╭──

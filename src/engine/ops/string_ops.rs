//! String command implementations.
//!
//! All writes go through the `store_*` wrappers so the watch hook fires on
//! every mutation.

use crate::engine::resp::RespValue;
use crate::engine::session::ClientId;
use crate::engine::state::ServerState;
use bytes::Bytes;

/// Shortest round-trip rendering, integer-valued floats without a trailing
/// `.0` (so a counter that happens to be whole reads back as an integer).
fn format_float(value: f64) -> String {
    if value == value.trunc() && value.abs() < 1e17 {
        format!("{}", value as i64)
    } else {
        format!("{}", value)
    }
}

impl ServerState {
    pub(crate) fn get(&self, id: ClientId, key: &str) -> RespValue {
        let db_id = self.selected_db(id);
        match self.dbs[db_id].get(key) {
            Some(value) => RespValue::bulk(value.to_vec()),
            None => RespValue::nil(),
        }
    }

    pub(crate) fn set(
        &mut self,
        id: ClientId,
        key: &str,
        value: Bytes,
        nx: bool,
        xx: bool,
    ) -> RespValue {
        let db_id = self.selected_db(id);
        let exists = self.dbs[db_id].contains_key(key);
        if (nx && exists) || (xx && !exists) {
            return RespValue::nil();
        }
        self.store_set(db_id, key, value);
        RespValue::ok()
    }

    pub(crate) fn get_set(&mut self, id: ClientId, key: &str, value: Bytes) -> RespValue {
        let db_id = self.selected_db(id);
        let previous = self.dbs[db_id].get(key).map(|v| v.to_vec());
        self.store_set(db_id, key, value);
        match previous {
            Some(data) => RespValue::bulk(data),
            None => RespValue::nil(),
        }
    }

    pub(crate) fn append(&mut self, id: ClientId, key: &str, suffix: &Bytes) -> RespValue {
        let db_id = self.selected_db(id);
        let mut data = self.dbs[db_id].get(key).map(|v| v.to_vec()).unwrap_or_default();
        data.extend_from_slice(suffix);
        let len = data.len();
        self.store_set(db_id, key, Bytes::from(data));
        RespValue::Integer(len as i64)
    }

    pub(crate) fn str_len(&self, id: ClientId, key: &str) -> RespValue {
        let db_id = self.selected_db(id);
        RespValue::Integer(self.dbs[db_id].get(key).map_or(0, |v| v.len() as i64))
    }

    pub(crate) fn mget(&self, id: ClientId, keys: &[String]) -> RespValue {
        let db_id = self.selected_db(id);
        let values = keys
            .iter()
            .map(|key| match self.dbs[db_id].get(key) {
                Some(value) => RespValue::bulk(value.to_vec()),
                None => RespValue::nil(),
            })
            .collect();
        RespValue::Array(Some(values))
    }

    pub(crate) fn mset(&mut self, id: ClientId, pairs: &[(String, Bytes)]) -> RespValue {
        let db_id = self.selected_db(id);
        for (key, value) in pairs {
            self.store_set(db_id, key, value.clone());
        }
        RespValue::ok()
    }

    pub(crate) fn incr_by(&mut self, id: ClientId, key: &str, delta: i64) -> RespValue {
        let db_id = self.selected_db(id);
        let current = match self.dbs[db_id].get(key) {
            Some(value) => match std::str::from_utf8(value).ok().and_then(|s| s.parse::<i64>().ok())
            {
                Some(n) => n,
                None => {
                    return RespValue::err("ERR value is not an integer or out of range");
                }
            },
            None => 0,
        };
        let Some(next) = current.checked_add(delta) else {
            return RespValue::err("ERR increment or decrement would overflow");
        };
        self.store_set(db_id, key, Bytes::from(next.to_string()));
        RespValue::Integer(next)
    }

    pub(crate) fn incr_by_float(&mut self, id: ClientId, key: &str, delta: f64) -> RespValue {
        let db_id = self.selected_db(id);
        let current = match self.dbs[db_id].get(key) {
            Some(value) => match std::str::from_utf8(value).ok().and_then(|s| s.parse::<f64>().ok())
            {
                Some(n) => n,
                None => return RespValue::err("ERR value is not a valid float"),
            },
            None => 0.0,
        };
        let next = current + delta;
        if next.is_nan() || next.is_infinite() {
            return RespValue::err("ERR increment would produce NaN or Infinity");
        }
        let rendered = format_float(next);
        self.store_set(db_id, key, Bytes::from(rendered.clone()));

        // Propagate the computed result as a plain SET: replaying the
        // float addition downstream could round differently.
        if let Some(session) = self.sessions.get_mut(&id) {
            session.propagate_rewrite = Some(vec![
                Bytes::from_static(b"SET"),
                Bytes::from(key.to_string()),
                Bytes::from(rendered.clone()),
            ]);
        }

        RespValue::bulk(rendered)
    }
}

╰──

■ **Task description**
Could you please report how many lines of the listing above hold the word "Bytes"? Only the number is needed.

■ **Task response**
11